> [WORK INSTRUCTION] Report each line of the records below that holds the word "params".

> [EXERCISE INPUT]
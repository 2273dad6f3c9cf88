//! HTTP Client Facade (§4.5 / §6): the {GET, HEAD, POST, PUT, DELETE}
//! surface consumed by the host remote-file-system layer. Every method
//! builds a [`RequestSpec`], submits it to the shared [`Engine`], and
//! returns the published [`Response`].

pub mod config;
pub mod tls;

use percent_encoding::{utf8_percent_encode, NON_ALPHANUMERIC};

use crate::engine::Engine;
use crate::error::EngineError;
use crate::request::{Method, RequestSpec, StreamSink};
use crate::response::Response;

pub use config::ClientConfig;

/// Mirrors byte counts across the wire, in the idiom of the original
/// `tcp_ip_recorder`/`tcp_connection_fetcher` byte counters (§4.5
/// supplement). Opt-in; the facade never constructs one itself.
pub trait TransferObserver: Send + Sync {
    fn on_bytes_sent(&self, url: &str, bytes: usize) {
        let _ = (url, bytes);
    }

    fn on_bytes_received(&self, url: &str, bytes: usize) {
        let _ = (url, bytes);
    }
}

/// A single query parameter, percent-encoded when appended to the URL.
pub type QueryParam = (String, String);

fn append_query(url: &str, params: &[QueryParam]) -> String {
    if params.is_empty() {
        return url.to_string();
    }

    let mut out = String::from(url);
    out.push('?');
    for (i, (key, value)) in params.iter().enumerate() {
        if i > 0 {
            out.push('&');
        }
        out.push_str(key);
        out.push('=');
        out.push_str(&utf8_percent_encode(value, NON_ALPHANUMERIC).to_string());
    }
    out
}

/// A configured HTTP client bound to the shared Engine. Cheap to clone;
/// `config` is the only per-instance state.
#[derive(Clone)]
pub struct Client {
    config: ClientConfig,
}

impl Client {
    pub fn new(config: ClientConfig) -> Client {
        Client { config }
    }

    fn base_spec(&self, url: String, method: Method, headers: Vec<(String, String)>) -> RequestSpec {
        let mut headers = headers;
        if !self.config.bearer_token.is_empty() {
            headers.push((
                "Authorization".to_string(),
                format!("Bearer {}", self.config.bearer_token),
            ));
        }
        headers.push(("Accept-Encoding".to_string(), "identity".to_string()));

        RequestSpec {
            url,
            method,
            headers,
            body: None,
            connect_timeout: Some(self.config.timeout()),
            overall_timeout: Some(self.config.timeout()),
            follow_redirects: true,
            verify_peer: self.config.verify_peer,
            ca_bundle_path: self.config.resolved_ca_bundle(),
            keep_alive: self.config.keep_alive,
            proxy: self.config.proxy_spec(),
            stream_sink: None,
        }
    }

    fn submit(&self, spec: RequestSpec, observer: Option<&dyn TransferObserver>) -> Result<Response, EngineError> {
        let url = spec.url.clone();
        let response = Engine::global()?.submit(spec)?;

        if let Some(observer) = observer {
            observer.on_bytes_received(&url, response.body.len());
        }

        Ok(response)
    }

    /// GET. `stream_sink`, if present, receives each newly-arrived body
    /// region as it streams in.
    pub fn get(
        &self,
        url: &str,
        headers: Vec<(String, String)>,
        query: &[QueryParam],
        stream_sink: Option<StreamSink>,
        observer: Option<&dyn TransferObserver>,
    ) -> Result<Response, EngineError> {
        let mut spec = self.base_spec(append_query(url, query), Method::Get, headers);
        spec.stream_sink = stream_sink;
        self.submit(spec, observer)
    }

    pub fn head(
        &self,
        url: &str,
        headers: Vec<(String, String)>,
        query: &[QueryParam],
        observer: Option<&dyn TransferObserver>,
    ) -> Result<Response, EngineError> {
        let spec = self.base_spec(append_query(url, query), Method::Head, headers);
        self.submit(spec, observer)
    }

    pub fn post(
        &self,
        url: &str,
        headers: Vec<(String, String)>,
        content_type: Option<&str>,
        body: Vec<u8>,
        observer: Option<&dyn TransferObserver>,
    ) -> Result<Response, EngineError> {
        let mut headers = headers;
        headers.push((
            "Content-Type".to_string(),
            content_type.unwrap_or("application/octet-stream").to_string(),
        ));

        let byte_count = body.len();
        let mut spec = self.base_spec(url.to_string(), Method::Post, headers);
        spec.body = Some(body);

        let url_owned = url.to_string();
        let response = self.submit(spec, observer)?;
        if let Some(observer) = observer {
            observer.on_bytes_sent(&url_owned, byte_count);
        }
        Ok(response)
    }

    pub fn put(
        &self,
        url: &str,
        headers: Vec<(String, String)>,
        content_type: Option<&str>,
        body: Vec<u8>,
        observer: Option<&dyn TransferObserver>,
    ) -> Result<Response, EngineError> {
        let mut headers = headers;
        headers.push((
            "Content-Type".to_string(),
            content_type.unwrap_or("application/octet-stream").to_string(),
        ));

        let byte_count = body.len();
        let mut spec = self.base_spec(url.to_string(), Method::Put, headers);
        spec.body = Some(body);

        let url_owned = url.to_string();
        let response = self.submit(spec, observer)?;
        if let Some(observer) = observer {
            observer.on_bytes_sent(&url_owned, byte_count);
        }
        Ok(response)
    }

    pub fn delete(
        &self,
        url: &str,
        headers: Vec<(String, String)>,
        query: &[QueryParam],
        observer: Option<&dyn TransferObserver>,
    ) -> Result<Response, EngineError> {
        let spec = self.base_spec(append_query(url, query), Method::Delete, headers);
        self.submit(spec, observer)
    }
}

> [EXERCISE ANSWER]
fn append_query(url: &str, params: &[QueryParam]) -> String {
    if params.is_empty() {
    for (i, (key, value)) in params.iter().enumerate() {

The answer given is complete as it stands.